Tuesday, April 27, 2010

Emptywheel, who turns out to know something about oil rig safety (and evasions thereof) as well as about torture, posts on the BP disaster last weekend that left 11 dead, and notes that BP's rig safety has been wanting in the past. She relays this ...
BP Exploration & Production, which owns the deep water rig that exploded last week in the Gulf of Mexico, was cited in 2007 for inadequately training employees in well control, according to the US Minerals Management Service.

The conditions of the training are the same as those suspected in the possible blowout aboard the TransOcean Deepwater Horizon, which left 11 workers missing and presumed dead.

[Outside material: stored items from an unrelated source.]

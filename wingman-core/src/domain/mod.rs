//! Core domain entities
//!
//! All business entities are defined here. These are pure data structures
//! with validation logic - no storage or network access.

mod account;
pub mod auth;
mod conversation;
pub mod namespace;
pub mod planned_date;
mod profile;
pub mod result;

pub use account::UserAccount;
pub use auth::{Session, UserAuthRecord, UserRegistry};
pub use conversation::{DateOption, DatingAdviceResponse, Message, OutfitSuggestion, Sender};
pub use namespace::{namespace_for, EntityKind, StorageKey};
pub use planned_date::{DateDraft, PlannedDate};
pub use profile::{PersonProfile, ProfileDraft};
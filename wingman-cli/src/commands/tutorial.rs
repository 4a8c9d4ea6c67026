//! Tutorial commands - the first-run walkthrough

use anyhow::Result;
use clap::Subcommand;
use colored::Colorize;
use wingman_core::{Session, WingmanContext};

use super::{get_context, require_session};
use crate::output;

const SLIDES: &[(&str, &str)] = &[
    (
        "Your Wing Man",
        "Welcome! I'm here to help you navigate dating with confidence, creativity, and a little bit of AI magic.",
    ),
    (
        "Remember Every Detail",
        "Create profiles for the people you meet (`wm profile add`). I'll remember their likes and hobbies so you can plan better dates.",
    ),
    (
        "Never Get Stuck",
        "Don't know what to reply? Use `wm reply`. I'll suggest charming, witty, or serious responses instantly.",
    ),
    (
        "Plan Perfect Moments",
        "Use `wm plan`, `wm ideas` and `wm gifts` to generate unique ideas tailored specifically to their personality.",
    ),
    (
        "Expert Guidance",
        "From outfit checks (`wm advice`) to breaking language barriers (`wm translate`), I've got the tools you need. Let's get started!",
    ),
];

#[derive(Subcommand)]
pub enum TutorialCommands {
    /// Show whether the walkthrough has been completed
    Status {
        /// Output as JSON
        #[arg(long)]
        json: bool,
    },
    /// Show the walkthrough again next time you log in
    Replay,
    /// Mark the walkthrough as completed
    Done,
}

fn print_walkthrough() {
    println!();
    for (i, (title, description)) in SLIDES.iter().enumerate() {
        println!("{} {}", format!("{}/{}", i + 1, SLIDES.len()).dimmed(), title.bold());
        println!("    {}", description);
    }
    println!();
}

/// Print the walkthrough once for users who have not seen it
pub fn show_walkthrough_if_needed(ctx: &WingmanContext, session: &Session) -> Result<()> {
    if ctx.tutorial_service.should_show(session)? {
        print_walkthrough();
        ctx.tutorial_service.complete(session)?;
    }
    Ok(())
}

pub fn run(command: TutorialCommands) -> Result<()> {
    let ctx = get_context()?;
    let session = require_session(&ctx)?;

    match command {
        TutorialCommands::Status { json } => {
            let seen = ctx.tutorial_service.has_seen(&session)?;
            if json {
                println!("{}", serde_json::json!({"username": session.username, "seen": seen}));
            } else if seen {
                output::info("Walkthrough completed. Run `wm tutorial replay` to see it again.");
            } else {
                output::info("Walkthrough not completed yet.");
                print_walkthrough();
            }
        }
        TutorialCommands::Replay => {
            ctx.tutorial_service.replay(&session)?;
            print_walkthrough();
            output::success("The walkthrough will show again on your next login.");
        }
        TutorialCommands::Done => {
            ctx.tutorial_service.complete(&session)?;
            output::success("Walkthrough marked as completed.");
        }
    }
    Ok(())
}
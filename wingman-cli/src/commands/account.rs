//! Account commands - signup, login, logout, whoami, delete-account

use anyhow::Result;
use colored::Colorize;
use wingman_core::services::LogEvent;
use wingman_core::{Error, OperationResult, Session};

use super::tutorial::show_walkthrough_if_needed;
use super::{
    confirm_destructive, get_context, get_logger, get_password_or_prompt, log_event,
    require_session,
};
use crate::output;

fn report_session(session: &Session, json: bool, greeting: &str) -> Result<()> {
    if json {
        println!("{}", serde_json::to_string_pretty(&OperationResult::ok(session))?);
    } else {
        output::success(&format!("{}, {}!", greeting, session.username));
    }
    Ok(())
}

/// Account errors are expected outcomes: print them and exit non-zero
fn report_auth_error(err: Error, json: bool) -> Result<()> {
    if err.is_auth_error() {
        if json {
            let result = OperationResult::<()>::fail(err.to_string());
            println!("{}", serde_json::to_string_pretty(&result)?);
        } else {
            output::error(&err.to_string());
        }
        std::process::exit(1);
    }
    Err(err.into())
}

pub fn signup(username: &str, password: Option<String>, json: bool) -> Result<()> {
    let logger = get_logger();
    log_event(&logger, LogEvent::new("signup_started").with_command("signup"));

    let ctx = get_context()?;
    let password = get_password_or_prompt(password, "Choose a password")?;

    match ctx.account_service.register(username, &password) {
        Ok(session) => {
            log_event(&logger, LogEvent::new("signup_completed").with_command("signup"));
            report_session(&session, json, "Welcome to Wing Man")?;
            if !json {
                show_walkthrough_if_needed(&ctx, &session)?;
            }
            Ok(())
        }
        Err(e) => {
            log_event(
                &logger,
                LogEvent::new("signup_failed").with_command("signup").with_error(e.to_string()),
            );
            report_auth_error(e, json)
        }
    }
}

pub fn login(username: &str, password: Option<String>, json: bool) -> Result<()> {
    let logger = get_logger();
    log_event(&logger, LogEvent::new("login_started").with_command("login"));

    let ctx = get_context()?;
    let password = get_password_or_prompt(password, "Password")?;

    match ctx.account_service.login(username, &password) {
        Ok(session) => {
            log_event(&logger, LogEvent::new("login_completed").with_command("login"));
            report_session(&session, json, "Welcome back")?;
            if !json {
                show_walkthrough_if_needed(&ctx, &session)?;
            }
            Ok(())
        }
        Err(e) => {
            log_event(
                &logger,
                LogEvent::new("login_failed").with_command("login").with_error(e.to_string()),
            );
            report_auth_error(e, json)
        }
    }
}

pub fn logout(json: bool) -> Result<()> {
    let ctx = get_context()?;
    let Some(session) = ctx.session()? else {
        if json {
            println!("{}", serde_json::json!({"logged_out": false}));
        } else {
            output::info("Not logged in.");
        }
        return Ok(());
    };

    ctx.account_service.logout(&session)?;
    log_event(&get_logger(), LogEvent::new("logout_completed").with_command("logout"));

    if json {
        println!("{}", serde_json::json!({"logged_out": true, "username": session.username}));
    } else {
        output::success(&format!("Logged out {}.", session.username));
    }
    Ok(())
}

pub fn whoami(json: bool) -> Result<()> {
    let ctx = get_context()?;
    let session = ctx.session()?;

    if json {
        let account = match &session {
            Some(s) => Some(ctx.settings_service.load(s)?),
            None => None,
        };
        println!(
            "{}",
            serde_json::to_string_pretty(&serde_json::json!({
                "session": session,
                "account": account,
            }))?
        );
        return Ok(());
    }

    match session {
        Some(session) => {
            let account = ctx.settings_service.load(&session)?;
            println!("{} {}", "Logged in as".dimmed(), session.username.bold());
            if account.display_name != session.username {
                println!("{} {}", "Display name:".dimmed(), account.display_name);
            }
            if let Some(zip) = account.zip() {
                println!("{} {}", "Zip code:".dimmed(), zip);
            }
        }
        None => output::info("Not logged in."),
    }
    Ok(())
}

pub fn delete_account(force: bool, json: bool) -> Result<()> {
    let ctx = get_context()?;
    let session = require_session(&ctx)?;

    let prompt = format!(
        "Permanently delete account '{}' with all profiles, dates and settings?",
        session.username
    );
    if !confirm_destructive(force, json, &prompt)? {
        println!("Cancelled.");
        return Ok(());
    }

    ctx.account_service.delete_account(&session)?;
    log_event(
        &get_logger(),
        LogEvent::new("account_deleted").with_command("delete-account"),
    );

    if json {
        println!("{}", serde_json::json!({"deleted": session.username}));
    } else {
        output::success(&format!("Deleted account {}.", session.username));
    }
    Ok(())
}
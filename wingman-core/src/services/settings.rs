//! Settings service - the signed-in user's own display settings

use std::sync::Arc;

use base64::Engine;

use crate::domain::result::{Error, Result};
use crate::domain::{EntityKind, Session, StorageKey, UserAccount};
use crate::ports::{KeyValueStore, KeyValueStoreExt};

/// Largest inline (data URL) avatar accepted, in bytes of decoded image
pub const MAX_AVATAR_BYTES: usize = 800 * 1024;

pub struct SettingsService {
    store: Arc<dyn KeyValueStore>,
}

impl SettingsService {
    pub fn new(store: Arc<dyn KeyValueStore>) -> Self {
        Self { store }
    }

    fn key(session: &Session) -> StorageKey {
        StorageKey::for_user(&session.username, EntityKind::Account)
    }

    /// Stored settings, or defaults when nothing was saved yet
    pub fn load(&self, session: &Session) -> Result<UserAccount> {
        let stored: Option<UserAccount> = self.store.load_json(Self::key(session).as_str())?;
        let mut account = match stored {
            Some(account) => account,
            None => return Ok(UserAccount::default_for(&session.username)),
        };

        if account.username != session.username {
            account.username = session.username.clone();
            if account.display_name.trim().is_empty() {
                account.display_name = session.username.clone();
            }
        }
        Ok(account)
    }

    pub fn save(&self, session: &Session, account: &UserAccount) -> Result<()> {
        if account.username != session.username {
            return Err(Error::validation(format!(
                "Settings belong to '{}', not '{}'",
                account.username, session.username
            )));
        }
        validate_avatar(&account.avatar_url)?;
        self.store.save_json(Self::key(session).as_str(), account)
    }
}

/// Reject inline images that would blow the storage quota
///
/// The limit applies to the image itself, not to its base64 text.
pub fn validate_avatar(avatar_url: &str) -> Result<()> {
    let Some(inline) = avatar_url.strip_prefix("data:") else {
        return Ok(());
    };
    let (header, payload) = inline
        .split_once(',')
        .ok_or_else(|| Error::validation("Malformed image data URL"))?;

    let size = if header.ends_with(";base64") {
        base64::engine::general_purpose::STANDARD
            .decode(payload.trim())
            .map_err(|e| Error::validation(format!("Malformed image data URL: {}", e)))?
            .len()
    } else {
        payload.len()
    };

    if size > MAX_AVATAR_BYTES {
        return Err(Error::validation(
            "Image is too large. Please choose a file smaller than 800KB.",
        ));
    }
    Ok(())
}
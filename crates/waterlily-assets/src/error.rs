// Copyright 2025 eraflo
//
// Licensed under the Apache License, Version 2.0 (the "License");
// you may not use this file except in compliance with the License.
// You may obtain a copy of the License at
//
//     http://www.apache.org/licenses/LICENSE-2.0
//
// Unless required by applicable law or agreed to in writing, software
// distributed under the License is distributed on an "AS IS" BASIS,
// WITHOUT WARRANTIES OR CONDITIONS OF ANY KIND, either express or implied.
// See the License for the specific language governing permissions and
// limitations under the License.

//! Defines the error type shared by every asset operation.

use crate::file_type::FileType;
use std::io;
use thiserror::Error;

/// A specialized `Result` for asset operations.
pub type Result<T> = std::result::Result<T, AssetError>;

/// Every way an asset operation can fail.
///
/// Variants carry the resolved path whenever one was known at the point of
/// failure, and the underlying OS error when the OS supplied one.
#[derive(Debug, Error)]
pub enum AssetError {
    /// The synthesized path does not fit in the configured maximum length.
    #[error("path '{truncated}...' exceeds the maximum length of {limit} bytes")]
    PathTooLong {
        /// The full, untruncated path.
        path: String,
        /// The configured maximum path length.
        limit: usize,
        /// The path cut down to the bytes that fit.
        truncated: String,
    },

    /// The OS refused to open the file.
    #[error("failed to open file '{path}': {source}")]
    OpenFailed {
        /// The resolved path.
        path: String,
        /// The underlying I/O error.
        source: io::Error,
    },

    /// `open` was called on a file that is already open.
    #[error("asset '{basename}' is already open")]
    AlreadyOpen {
        /// The basename of the asset.
        basename: String,
    },

    /// An I/O operation was attempted on a closed file.
    #[error("asset '{basename}' is not open")]
    NotOpen {
        /// The basename of the asset.
        basename: String,
    },

    /// Flushing or syncing the file on close failed.
    #[error("failed to close file '{path}': {source}")]
    CloseFailed {
        /// The resolved path.
        path: String,
        /// The underlying I/O error.
        source: io::Error,
    },

    /// Querying the file's metadata failed.
    #[error("failed to stat file '{path}': {source}")]
    StatFailed {
        /// The resolved path.
        path: String,
        /// The underlying I/O error.
        source: io::Error,
    },

    /// The caller-supplied buffer cannot hold the file contents.
    #[error("buffer for '{path}' holds {provided} bytes but {needed} are required")]
    BufferTooSmall {
        /// The resolved path.
        path: String,
        /// The number of bytes required.
        needed: usize,
        /// The number of bytes the buffer holds.
        provided: usize,
    },

    /// Fewer bytes than the file size were read.
    #[error("read {read} of {expected} bytes from '{path}'")]
    ReadIncomplete {
        /// The resolved path.
        path: String,
        /// Bytes actually read.
        read: u64,
        /// Bytes expected.
        expected: u64,
        /// The OS error that stopped the read, if any.
        #[source]
        source: Option<io::Error>,
    },

    /// A text load produced bytes that are not valid UTF-8.
    #[error("file '{path}' is not valid UTF-8: {source}")]
    InvalidText {
        /// The resolved path.
        path: String,
        /// The decoding error.
        source: std::string::FromUtf8Error,
    },

    /// Fewer bytes than requested were written.
    #[error("wrote {written} of {expected} bytes to '{path}'")]
    WriteIncomplete {
        /// The resolved path.
        path: String,
        /// Bytes actually written.
        written: u64,
        /// Bytes expected.
        expected: u64,
        /// The OS error that stopped the write, if any.
        #[source]
        source: Option<io::Error>,
    },

    /// The asset's type is not valid for the requested operation.
    #[error("asset '{basename}' has type {found:?}, expected {expected}")]
    WrongFileType {
        /// The basename of the asset.
        basename: String,
        /// A description of the accepted types.
        expected: &'static str,
        /// The actual type.
        found: FileType,
    },

    /// The resolved path is not an executable file.
    #[error("'{path}' is not an executable file")]
    NotExecutable {
        /// The resolved path.
        path: String,
    },

    /// The child process could not be created.
    #[error("failed to spawn a process for '{path}': {source}")]
    SpawnFailed {
        /// The resolved path.
        path: String,
        /// The underlying I/O error.
        source: io::Error,
    },

    /// The child process was created but could not execute the target image.
    #[error("failed to execute '{path}': {source}")]
    ExecFailed {
        /// The resolved path.
        path: String,
        /// The error reported back from the child.
        source: io::Error,
    },

    /// Waiting for the child process failed.
    #[error("failed to wait for '{path}': {source}")]
    WaitFailed {
        /// The resolved path.
        path: String,
        /// The underlying I/O error.
        source: io::Error,
    },

    /// The child process ended without an exit code.
    #[error(
        "'{path}' terminated abnormally{}",
        .signal.map(|s| format!(" (signal {s})")).unwrap_or_default()
    )]
    AbnormalTermination {
        /// The resolved path.
        path: String,
        /// The terminating signal, when the platform reports one.
        signal: Option<i32>,
    },

    /// The shader compiler exited with a nonzero status.
    #[error("shader compilation of '{path}' failed with exit status {status}")]
    CompilationFailed {
        /// The resolved path of the shader source.
        path: String,
        /// The compiler's exit status.
        status: i32,
    },

    /// The configuration is invalid.
    #[error("invalid asset configuration: {0}")]
    Config(String),

    /// The configuration manifest could not be read.
    #[error("failed to read asset manifest '{path}': {source}")]
    ConfigRead {
        /// The manifest path.
        path: String,
        /// The underlying I/O error.
        source: io::Error,
    },

    /// The configuration manifest is not valid TOML for [`crate::AssetConfig`].
    #[error("failed to parse asset manifest '{origin}': {source}")]
    ConfigParse {
        /// Where the manifest came from.
        origin: String,
        /// The parse error.
        source: toml::de::Error,
    },
}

MMS slapped BP with $41,000 in fines in October 2007 after a series of violations related to a near-blowout five years earlier. In November 2002, the Ocean King rig, operated by Diamond Offshore Drilling, in the Gulf had to evacuate all 65 of its workers for nearly two days after operators detected a dangerous rise in gas pressure. The rig, which had been drilling at a depth of more than 5,000 feet, didn’t resume work for nearly a week, according to the MMS report.

Unlike last week’s disaster, workers were able to keep the well from leaking by using cement and mud to plug the well. The same subcontractor, Diamond Offshore, was also used when BP was fined $25,000 in 2004 for bypassing a gas detection system while drilling. A BP spokesman in London says the company still uses Diamond Offshore as a contractor.
... and shares this satellite image:
Looks to me that spill is about the size of NOLA.

One would think that this disaster, following on the heels of the West Virginia coal mine disaster, would suggest some need to review safety procedures in the world of fossil-fuel mining. But no.

1 comment:

  1. I think I heard on NPR that the spill is the size of Rhode Island, but may be remembering it wrong.